Task material:
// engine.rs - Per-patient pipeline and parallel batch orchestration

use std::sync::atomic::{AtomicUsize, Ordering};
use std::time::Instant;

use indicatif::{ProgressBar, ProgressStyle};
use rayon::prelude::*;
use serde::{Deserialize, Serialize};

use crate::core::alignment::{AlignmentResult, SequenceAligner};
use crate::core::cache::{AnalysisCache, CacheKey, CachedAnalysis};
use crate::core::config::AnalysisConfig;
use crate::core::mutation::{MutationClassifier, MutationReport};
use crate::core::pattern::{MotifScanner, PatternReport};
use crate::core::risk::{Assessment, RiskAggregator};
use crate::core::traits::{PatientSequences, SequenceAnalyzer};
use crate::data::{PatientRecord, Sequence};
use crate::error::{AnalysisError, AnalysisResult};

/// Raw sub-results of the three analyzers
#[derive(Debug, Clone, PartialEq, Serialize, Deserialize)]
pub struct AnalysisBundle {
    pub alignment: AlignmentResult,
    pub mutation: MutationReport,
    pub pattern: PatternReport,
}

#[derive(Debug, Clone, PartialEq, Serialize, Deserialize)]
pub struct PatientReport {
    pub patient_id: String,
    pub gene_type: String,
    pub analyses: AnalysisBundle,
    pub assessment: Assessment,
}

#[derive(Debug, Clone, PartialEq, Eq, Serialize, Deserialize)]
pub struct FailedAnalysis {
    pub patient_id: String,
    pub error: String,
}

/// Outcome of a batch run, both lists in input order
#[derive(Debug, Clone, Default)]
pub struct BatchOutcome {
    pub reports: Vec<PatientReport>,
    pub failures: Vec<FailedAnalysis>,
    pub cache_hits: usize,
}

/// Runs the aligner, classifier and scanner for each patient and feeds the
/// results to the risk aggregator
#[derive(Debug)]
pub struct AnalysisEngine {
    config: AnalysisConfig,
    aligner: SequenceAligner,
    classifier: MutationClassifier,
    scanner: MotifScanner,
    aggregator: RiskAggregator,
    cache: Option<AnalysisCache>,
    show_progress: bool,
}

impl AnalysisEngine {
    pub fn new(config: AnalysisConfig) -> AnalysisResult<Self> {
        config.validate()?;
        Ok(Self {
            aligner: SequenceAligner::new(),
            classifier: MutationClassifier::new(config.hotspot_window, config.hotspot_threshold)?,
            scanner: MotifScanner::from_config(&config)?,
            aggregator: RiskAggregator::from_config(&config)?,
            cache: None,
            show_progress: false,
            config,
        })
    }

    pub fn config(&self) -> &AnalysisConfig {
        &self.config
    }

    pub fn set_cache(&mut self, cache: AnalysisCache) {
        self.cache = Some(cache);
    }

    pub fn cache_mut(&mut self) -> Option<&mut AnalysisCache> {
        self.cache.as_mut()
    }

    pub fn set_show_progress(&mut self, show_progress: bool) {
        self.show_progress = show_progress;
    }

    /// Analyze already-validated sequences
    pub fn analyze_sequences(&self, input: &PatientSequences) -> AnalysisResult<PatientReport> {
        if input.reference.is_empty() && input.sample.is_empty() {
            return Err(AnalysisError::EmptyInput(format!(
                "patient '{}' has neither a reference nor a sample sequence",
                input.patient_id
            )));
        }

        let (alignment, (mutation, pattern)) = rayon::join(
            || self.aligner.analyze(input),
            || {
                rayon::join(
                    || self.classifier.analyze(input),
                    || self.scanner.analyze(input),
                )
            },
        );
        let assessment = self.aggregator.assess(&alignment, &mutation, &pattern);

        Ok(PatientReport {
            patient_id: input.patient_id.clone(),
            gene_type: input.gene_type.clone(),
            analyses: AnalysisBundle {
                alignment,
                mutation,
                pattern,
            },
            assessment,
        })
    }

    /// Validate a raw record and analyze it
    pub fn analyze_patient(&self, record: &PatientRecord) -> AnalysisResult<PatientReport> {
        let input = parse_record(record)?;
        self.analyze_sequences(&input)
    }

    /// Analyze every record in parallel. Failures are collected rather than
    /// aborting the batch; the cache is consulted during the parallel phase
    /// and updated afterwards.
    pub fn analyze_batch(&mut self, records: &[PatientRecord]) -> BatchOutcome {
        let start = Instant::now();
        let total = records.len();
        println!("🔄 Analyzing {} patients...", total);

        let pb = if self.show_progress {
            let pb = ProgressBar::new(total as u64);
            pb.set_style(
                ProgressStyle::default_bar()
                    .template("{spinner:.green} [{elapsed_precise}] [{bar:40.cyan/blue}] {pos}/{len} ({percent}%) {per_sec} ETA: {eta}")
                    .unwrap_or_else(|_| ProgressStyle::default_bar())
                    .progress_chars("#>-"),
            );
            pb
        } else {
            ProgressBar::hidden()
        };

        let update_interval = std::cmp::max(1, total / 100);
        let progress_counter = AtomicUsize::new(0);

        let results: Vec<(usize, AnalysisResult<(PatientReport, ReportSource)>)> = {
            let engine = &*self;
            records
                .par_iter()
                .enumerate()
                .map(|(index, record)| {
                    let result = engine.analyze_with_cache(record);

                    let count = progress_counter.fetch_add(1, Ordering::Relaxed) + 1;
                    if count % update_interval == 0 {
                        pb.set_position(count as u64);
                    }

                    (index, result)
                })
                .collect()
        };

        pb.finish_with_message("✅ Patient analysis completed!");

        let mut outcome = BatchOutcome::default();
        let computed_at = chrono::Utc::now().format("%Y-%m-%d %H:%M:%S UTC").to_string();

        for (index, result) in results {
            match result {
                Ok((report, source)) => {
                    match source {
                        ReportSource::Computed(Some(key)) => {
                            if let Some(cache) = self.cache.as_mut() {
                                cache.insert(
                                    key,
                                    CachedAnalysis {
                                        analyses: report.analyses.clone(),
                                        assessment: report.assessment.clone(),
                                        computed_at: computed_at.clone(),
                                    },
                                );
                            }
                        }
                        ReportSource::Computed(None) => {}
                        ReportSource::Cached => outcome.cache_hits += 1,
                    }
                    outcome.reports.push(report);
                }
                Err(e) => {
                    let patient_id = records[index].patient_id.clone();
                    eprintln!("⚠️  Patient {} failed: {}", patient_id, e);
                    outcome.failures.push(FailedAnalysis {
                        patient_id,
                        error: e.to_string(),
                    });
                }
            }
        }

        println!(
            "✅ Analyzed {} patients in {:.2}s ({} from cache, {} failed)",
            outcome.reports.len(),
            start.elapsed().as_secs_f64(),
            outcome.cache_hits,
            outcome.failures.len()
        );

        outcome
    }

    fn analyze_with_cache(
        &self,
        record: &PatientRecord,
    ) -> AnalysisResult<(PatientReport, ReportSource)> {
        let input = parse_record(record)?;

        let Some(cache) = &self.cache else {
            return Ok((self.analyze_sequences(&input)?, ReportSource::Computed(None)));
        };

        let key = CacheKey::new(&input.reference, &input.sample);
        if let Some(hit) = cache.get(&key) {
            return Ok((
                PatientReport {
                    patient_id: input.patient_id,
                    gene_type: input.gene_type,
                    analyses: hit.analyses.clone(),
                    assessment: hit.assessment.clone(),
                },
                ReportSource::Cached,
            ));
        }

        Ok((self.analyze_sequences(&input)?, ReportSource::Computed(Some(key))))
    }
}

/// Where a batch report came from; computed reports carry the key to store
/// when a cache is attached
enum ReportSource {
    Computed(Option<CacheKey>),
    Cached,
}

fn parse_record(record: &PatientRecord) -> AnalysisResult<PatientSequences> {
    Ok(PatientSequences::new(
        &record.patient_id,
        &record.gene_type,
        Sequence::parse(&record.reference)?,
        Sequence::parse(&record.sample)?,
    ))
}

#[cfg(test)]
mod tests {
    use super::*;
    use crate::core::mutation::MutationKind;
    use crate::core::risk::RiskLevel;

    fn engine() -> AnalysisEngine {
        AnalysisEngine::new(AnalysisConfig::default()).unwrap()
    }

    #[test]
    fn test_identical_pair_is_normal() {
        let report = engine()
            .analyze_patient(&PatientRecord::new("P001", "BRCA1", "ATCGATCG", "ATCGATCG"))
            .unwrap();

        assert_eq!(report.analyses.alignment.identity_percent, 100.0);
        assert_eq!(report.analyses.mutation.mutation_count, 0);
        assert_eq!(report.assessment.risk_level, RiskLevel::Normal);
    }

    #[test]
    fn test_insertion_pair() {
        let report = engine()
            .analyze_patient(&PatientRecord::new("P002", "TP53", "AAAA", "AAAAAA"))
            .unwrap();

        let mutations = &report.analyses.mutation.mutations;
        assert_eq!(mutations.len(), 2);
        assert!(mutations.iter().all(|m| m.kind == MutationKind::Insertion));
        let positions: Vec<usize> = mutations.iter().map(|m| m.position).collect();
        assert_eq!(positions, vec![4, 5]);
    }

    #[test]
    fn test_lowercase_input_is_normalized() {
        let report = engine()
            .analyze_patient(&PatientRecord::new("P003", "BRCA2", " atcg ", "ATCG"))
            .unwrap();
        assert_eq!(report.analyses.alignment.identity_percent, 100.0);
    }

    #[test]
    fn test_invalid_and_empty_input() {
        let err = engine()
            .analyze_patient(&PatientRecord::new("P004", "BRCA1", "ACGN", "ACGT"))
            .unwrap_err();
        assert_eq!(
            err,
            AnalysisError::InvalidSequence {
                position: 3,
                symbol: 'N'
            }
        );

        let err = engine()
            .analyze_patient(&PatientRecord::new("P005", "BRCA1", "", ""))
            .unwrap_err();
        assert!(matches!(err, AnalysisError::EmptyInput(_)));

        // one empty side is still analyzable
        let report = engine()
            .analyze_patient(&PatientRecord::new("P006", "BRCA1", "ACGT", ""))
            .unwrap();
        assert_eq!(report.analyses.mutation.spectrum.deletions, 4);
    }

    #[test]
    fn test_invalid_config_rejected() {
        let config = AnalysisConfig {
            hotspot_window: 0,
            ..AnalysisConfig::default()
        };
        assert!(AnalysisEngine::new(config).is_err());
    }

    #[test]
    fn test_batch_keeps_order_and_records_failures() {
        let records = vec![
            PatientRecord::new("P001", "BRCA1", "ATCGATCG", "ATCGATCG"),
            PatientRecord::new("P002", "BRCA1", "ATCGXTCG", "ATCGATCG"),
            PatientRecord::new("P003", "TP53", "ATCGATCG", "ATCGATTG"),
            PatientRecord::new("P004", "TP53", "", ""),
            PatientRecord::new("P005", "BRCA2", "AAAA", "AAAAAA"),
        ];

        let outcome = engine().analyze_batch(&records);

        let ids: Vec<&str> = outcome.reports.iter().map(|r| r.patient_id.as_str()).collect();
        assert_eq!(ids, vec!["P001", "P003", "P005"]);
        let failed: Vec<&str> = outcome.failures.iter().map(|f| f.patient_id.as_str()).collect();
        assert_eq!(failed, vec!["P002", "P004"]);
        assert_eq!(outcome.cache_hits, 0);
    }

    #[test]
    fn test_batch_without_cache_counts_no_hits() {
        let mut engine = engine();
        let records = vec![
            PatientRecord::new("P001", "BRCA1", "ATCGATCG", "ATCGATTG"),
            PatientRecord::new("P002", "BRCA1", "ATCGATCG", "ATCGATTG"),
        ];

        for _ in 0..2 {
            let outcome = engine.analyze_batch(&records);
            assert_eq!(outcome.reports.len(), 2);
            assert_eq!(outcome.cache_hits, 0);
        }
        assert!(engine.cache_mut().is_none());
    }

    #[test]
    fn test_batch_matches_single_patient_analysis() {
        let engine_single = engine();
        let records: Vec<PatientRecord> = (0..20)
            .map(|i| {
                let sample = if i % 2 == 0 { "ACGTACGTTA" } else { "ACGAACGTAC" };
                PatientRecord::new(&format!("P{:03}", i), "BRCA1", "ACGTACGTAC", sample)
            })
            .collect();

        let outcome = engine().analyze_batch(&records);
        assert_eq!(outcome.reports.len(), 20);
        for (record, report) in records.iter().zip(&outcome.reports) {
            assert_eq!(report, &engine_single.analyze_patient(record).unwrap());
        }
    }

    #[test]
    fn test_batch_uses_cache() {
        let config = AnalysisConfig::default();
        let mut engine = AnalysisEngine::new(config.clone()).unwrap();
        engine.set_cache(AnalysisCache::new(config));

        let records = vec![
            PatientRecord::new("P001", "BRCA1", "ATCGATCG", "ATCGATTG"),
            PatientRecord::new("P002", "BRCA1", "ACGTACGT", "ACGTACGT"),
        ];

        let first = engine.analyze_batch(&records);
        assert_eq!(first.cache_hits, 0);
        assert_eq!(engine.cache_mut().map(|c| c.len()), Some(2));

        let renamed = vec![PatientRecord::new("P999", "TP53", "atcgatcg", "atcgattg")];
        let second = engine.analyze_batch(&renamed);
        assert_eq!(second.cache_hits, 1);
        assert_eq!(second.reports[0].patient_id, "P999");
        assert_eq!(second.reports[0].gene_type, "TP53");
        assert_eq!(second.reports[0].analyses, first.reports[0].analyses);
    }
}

...

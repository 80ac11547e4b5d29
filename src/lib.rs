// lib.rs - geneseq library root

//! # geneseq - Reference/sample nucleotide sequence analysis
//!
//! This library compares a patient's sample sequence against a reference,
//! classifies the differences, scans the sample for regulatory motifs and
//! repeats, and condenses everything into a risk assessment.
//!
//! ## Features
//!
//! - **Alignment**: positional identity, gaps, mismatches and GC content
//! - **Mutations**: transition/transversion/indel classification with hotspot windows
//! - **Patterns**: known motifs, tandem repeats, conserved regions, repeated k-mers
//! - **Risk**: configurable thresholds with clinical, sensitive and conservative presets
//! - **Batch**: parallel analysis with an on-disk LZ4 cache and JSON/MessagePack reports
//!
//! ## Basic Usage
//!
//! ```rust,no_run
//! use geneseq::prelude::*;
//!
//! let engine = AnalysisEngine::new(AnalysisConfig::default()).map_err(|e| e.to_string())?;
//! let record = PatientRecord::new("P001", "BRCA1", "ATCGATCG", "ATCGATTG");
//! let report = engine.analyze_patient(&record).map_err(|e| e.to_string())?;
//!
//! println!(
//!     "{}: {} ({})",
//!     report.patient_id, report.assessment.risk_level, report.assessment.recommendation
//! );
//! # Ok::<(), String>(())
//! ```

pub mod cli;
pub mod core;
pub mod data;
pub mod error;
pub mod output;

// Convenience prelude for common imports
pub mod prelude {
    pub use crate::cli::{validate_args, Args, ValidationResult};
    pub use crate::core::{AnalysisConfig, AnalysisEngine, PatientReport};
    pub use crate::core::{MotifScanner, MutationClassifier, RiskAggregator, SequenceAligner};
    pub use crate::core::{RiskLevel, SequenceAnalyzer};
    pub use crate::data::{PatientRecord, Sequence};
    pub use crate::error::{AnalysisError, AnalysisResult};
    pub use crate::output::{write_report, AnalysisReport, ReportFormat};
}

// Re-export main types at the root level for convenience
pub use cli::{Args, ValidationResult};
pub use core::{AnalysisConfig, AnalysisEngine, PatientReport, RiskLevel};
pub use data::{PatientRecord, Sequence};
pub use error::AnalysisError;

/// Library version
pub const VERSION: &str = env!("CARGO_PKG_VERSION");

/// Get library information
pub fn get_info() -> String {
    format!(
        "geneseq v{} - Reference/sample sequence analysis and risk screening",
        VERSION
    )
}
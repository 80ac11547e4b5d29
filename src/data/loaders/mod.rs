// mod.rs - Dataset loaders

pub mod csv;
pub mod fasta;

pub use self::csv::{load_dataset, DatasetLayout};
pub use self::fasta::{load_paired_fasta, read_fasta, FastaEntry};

Problem: Please count the lines above that contain the string "FailedAnalysis" and reply with the number alone.

Solution for this problem: 3